O recorrente pretende ver apreciada a inconstitucionalidade daquela norma quanto
interpretada «no sentido da não admissão de recurso de acórdão do Tribunal da
Relação que conhece, prima facie, da extemporaneidade de apresentação de
recurso, por violação das garantias processuais asseguradas pelo art. 32.º, n.º
1, da CRP».
Por seu turno, a decisão recorrida é peremptória na afirmação de que a decisão
do Tribunal da Relação − quanto à questão do justo impedimento na contagem do
prazo de recurso − foi proferida em segunda instância, confirmando o que já
havia sido decidido pelo despacho do Tribunal Judicial de Matosinhos, do qual,
entre outros, vinha interposto o recurso do recorrente.

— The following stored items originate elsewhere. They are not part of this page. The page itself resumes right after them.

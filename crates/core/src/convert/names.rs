use super::Converter;
use crate::error::{ConversionError, Result};
use jdt_bridge_api::{NodeId, NodeKind, PrimitiveCode, Prop, SourceRange, flags};
use jdt_bridge_javac::{BoundKind, JcKind, JcTree, TypeTag};

/// Member names that never form part of a plain dotted name.
const NON_NAME_SELECTORS: [&str; 5] = ["this", "super", "class", "*", "<init>"];

/// True for an `Ident`/`Select` chain that reads as a dotted name.
pub(super) fn is_name_chain(tree: &JcTree) -> bool {
    match &tree.kind {
        JcKind::Ident { name } => !NON_NAME_SELECTORS.contains(&name.as_str()),
        JcKind::Select { selected, name } => {
            !NON_NAME_SELECTORS.contains(&name.as_str()) && is_name_chain(selected)
        }
        _ => false,
    }
}

/// True when `tree` is `super` or `X.super`.
pub(super) fn is_super(tree: &JcTree) -> bool {
    match &tree.kind {
        JcKind::Ident { name } => name == "super",
        JcKind::Select { name, .. } => name == "super",
        _ => false,
    }
}

fn primitive_code(tag: TypeTag) -> Option<PrimitiveCode> {
    Some(match tag {
        TypeTag::Byte => PrimitiveCode::Byte,
        TypeTag::Short => PrimitiveCode::Short,
        TypeTag::Char => PrimitiveCode::Char,
        TypeTag::Int => PrimitiveCode::Int,
        TypeTag::Long => PrimitiveCode::Long,
        TypeTag::Float => PrimitiveCode::Float,
        TypeTag::Double => PrimitiveCode::Double,
        TypeTag::Boolean => PrimitiveCode::Boolean,
        TypeTag::Void => PrimitiveCode::Void,
        TypeTag::Class | TypeTag::Bot => return None,
    })
}

impl Converter<'_> {
    /// Simple or qualified name. A qualified name owns its qualifier, and its
    /// last segment is positioned from the end of the dotted text.
    pub(super) fn name(&mut self, tree: &JcTree) -> Result<NodeId> {
        match &tree.kind {
            JcKind::Ident { name } => Ok(self.alloc(
                tree,
                NodeKind::SimpleName {
                    identifier: name.as_str().into(),
                },
            )),
            JcKind::Select { selected, name } => {
                let qualifier = self.name(selected)?;
                let end = self.end_of(tree);
                let simple = self.name_ending_at(name, end);
                let qualified = self.alloc(tree, NodeKind::QualifiedName);
                self.ast.add_child(qualified, Prop::Qualifier, qualifier);
                self.ast.add_child(qualified, Prop::Name, simple);
                Ok(qualified)
            }
            JcKind::Erroneous { .. } => {
                tracing::warn!("Missing name at offset {}", tree.start);
                Ok(self.placeholder(
                    tree,
                    NodeKind::SimpleName {
                        identifier: "MISSING".into(),
                    },
                ))
            }
            _ => Err(ConversionError::unsupported(tree.tag(), tree.start)),
        }
    }

    pub(super) fn literal(&mut self, tree: &JcTree, typetag: TypeTag, value: &str) -> NodeId {
        let kind = match typetag {
            TypeTag::Boolean => NodeKind::BooleanLiteral {
                value: value == "true",
            },
            TypeTag::Char => NodeKind::CharacterLiteral {
                escaped: value.into(),
            },
            TypeTag::Class if value.starts_with("\"\"\"") => NodeKind::TextBlock {
                escaped: value.to_string(),
            },
            TypeTag::Class => NodeKind::StringLiteral {
                escaped: value.to_string(),
            },
            TypeTag::Bot | TypeTag::Void => NodeKind::NullLiteral,
            TypeTag::Byte
            | TypeTag::Short
            | TypeTag::Int
            | TypeTag::Long
            | TypeTag::Float
            | TypeTag::Double => NodeKind::NumberLiteral {
                token: value.into(),
            },
        };
        self.alloc(tree, kind)
    }

    pub(super) fn ty(&mut self, tree: &JcTree) -> Result<NodeId> {
        match &tree.kind {
            JcKind::TypeIdent { typetag } => {
                let code = primitive_code(*typetag)
                    .ok_or_else(|| ConversionError::unsupported(typetag, tree.start))?;
                Ok(self.alloc(tree, NodeKind::PrimitiveType { code }))
            }
            JcKind::Ident { .. } => {
                let name = self.name(tree)?;
                let ty = self.alloc(tree, NodeKind::SimpleType);
                self.ast.add_child(ty, Prop::Name, name);
                Ok(ty)
            }
            JcKind::Select { selected, name } => {
                if is_name_chain(tree) {
                    let name = self.name(tree)?;
                    let ty = self.alloc(tree, NodeKind::SimpleType);
                    self.ast.add_child(ty, Prop::Name, name);
                    return Ok(ty);
                }
                // Outer.Inner where Outer is parameterized or annotated
                let qualifier = self.ty(selected)?;
                let end = self.end_of(tree);
                let simple = self.name_ending_at(name, end);
                let ty = self.alloc(tree, NodeKind::QualifiedType);
                self.ast.add_child(ty, Prop::Qualifier, qualifier);
                self.ast.add_child(ty, Prop::Name, simple);
                Ok(ty)
            }
            JcKind::TypeApply { clazz, arguments } => {
                let base = self.ty(clazz)?;
                let ty = self.alloc(tree, NodeKind::ParameterizedType);
                self.ast.add_child(ty, Prop::Type, base);
                for argument in arguments {
                    let argument = self.ty(argument)?;
                    self.ast.add_child(ty, Prop::TypeArguments, argument);
                }
                Ok(ty)
            }
            JcKind::TypeArray { .. } => self.array_type(tree),
            JcKind::Wildcard { kind, inner } => {
                let ty = self.alloc(
                    tree,
                    NodeKind::WildcardType {
                        upper_bound: *kind != BoundKind::Super,
                    },
                );
                if let Some(inner) = inner {
                    let bound = self.ty(inner)?;
                    self.ast.add_child(ty, Prop::Bound, bound);
                }
                Ok(ty)
            }
            JcKind::TypeUnion { alternatives } => {
                let ty = self.alloc(tree, NodeKind::UnionType);
                for alternative in alternatives {
                    let alternative = self.ty(alternative)?;
                    self.ast.add_child(ty, Prop::Types, alternative);
                }
                Ok(ty)
            }
            JcKind::TypeIntersection { bounds } => {
                let ty = self.alloc(tree, NodeKind::IntersectionType);
                for bound in bounds {
                    let bound = self.ty(bound)?;
                    self.ast.add_child(ty, Prop::Types, bound);
                }
                Ok(ty)
            }
            JcKind::AnnotatedType {
                annotations,
                underlying,
            } => {
                let ty = self.ty(underlying)?;
                for annotation in annotations.iter().rev() {
                    let annotation = self.annotation(annotation)?;
                    self.ast.add_child_first(ty, Prop::Annotations, annotation);
                }
                let range = self.range_of(tree);
                self.ast.set_range(ty, range);
                Ok(ty)
            }
            JcKind::Erroneous { .. } => {
                tracing::warn!("Missing type at offset {}", tree.start);
                let name = self.placeholder(
                    tree,
                    NodeKind::SimpleName {
                        identifier: "MISSING".into(),
                    },
                );
                let ty = self.placeholder(tree, NodeKind::SimpleType);
                self.ast.add_child(ty, Prop::Name, name);
                Ok(ty)
            }
            _ => Err(ConversionError::unsupported(tree.tag(), tree.start)),
        }
    }

    /// Flattens nested foreign array types into one `ArrayType` with a
    /// `Dimension` per bracket pair, innermost pair first.
    fn array_type(&mut self, tree: &JcTree) -> Result<NodeId> {
        let mut brackets = Vec::new();
        let mut element = tree;
        while let JcKind::TypeArray { elemtype } = &element.kind {
            brackets.push(SourceRange::from_bounds(element.pos, self.end_of(element)));
            element = elemtype;
        }
        brackets.reverse();

        let element = self.ty(element)?;
        let ty = self.alloc(tree, NodeKind::ArrayType);
        self.ast.add_child(ty, Prop::ElementType, element);
        for range in brackets {
            let dimension = self.synthetic(NodeKind::Dimension, range);
            self.ast.add_child(ty, Prop::Dimensions, dimension);
        }
        Ok(ty)
    }

    /// Array type built from an element type and `count` bracket ranges found
    /// in the source after it.
    pub(super) fn array_type_with_dimensions(
        &mut self,
        element_tree: &JcTree,
        dimensions: &[SourceRange],
    ) -> Result<NodeId> {
        let element = self.ty(element_tree)?;
        let end = dimensions
            .last()
            .map(|r| r.end())
            .unwrap_or_else(|| self.end_of(element_tree));
        let ty = self.synthetic(
            NodeKind::ArrayType,
            SourceRange::from_bounds(element_tree.start, end),
        );
        self.ast.add_child(ty, Prop::ElementType, element);
        for range in dimensions {
            let dimension = self.synthetic(NodeKind::Dimension, *range);
            self.ast.add_child(ty, Prop::Dimensions, dimension);
        }
        Ok(ty)
    }

    /// Marks a node produced while recovering from erroneous input.
    pub(super) fn mark_recovered(&mut self, id: NodeId) {
        self.ast.add_flags(id, flags::RECOVERED);
    }
}

#[cfg(test)]
mod tests {
    use super::*;
    use jdt_bridge_javac::TreeFactory;

    #[test]
    fn test_name_chains() {
        let mut f = TreeFactory::new();
        let a = f.ident(0, "a");
        let select = f.at(
            1,
            3,
            JcKind::Select {
                selected: Box::new(a),
                name: "b".to_string(),
            },
        );
        assert!(is_name_chain(&select));

        let this = f.ident(0, "this");
        let this_field = f.at(
            4,
            6,
            JcKind::Select {
                selected: Box::new(this),
                name: "x".to_string(),
            },
        );
        assert!(!is_name_chain(&this_field));
        assert!(!is_super(&this_field));
    }
}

Por isso, conclui o Supremo Tribunal de Justiça que “esta interpretação não
viola o art. 32.º da CRP uma vez que as garantias de defesa do arguido em
processo penal não incluem o terceiro grau de jurisdição, por a Constituição se
bastar com um segundo grau, já concretizado no caso dos autos, aquando do
julgamento pela Relação.”
É quanto basta para concluir que a decisão recorrida não adoptou a interpretação
do artigo 400.º, n.º 1, aliena c), do CPP, que o recorrente reputa
inconstitucional, o que, só por si, obsta ao conhecimento do objecto do recurso.
[…]»
2. Notificado da decisão, o recorrente veio reclamar para a conferência, ao
abrigo do artigo 78.º-A, n.º 3, da LTC, nos seguintes termos:
«1. Por uma questão de economia processual, considera-se integralmente
reproduzido o recurso que despoletou a presente decisão objecto de reclamação;
2. A presente decisão enferma de vício originário, porquanto a mesma aceitou de
forma acrítica o teor da decisão proferida pelo Supremo Tribunal de Justiça;
3. A fundamentação do Supremo Tribunal de Justiça que serviu os propósitos da
presente decisão, enfermava já em si de um erro de análise, pois considerava a
decisão de do Tribunal da Relação do Porto uma decisão confirmatória da 1.ª
Instância, no que ao justo impedimento dizia respeito, quando tal é falso;
4. Pressuposto para o Tribunal da Relação sequer observar do justo impedimento é
exactamente a admissão pelo Tribunal da 1.ª Instância do interposto;
5. Assim sendo, não se vislumbra como é possível que o Tribunal da Relação
confirme uma decisão da 1.ª Instância de inadmissibilidade por extemporâneo, não
se reconhecendo o justo impedimento,
6. Quando o simples facto de o recurso lhe ser entregue é exactamente a
admissibilidade do mesmo, in casu, reconhecendo o justo impedimento;
7. O objecto do recurso não era o justo impedimento, pelo que tal acórdão não
veio conhecer pela segunda vez de tal facto, mas a pronunciar-se prima facie de
tal, como já havia sido afirmado no recurso interposto para o Tribunal
Constitucional;
8. Por tal facto, e assevera-se que não por pretender gozar de um terceiro grau
de jurisdição, a presente decisão, deverá ser sujeita a nova apreciação;
NESTES TERMOS E NOS MELHORES DE DIREITO REQUER A V.EX.ª DIGNE ADMITIR O PRESENTE
RECURSO, E CONSEQUENTEMENTE SE CONHEÇA DO OBJECTO DO MESMO.»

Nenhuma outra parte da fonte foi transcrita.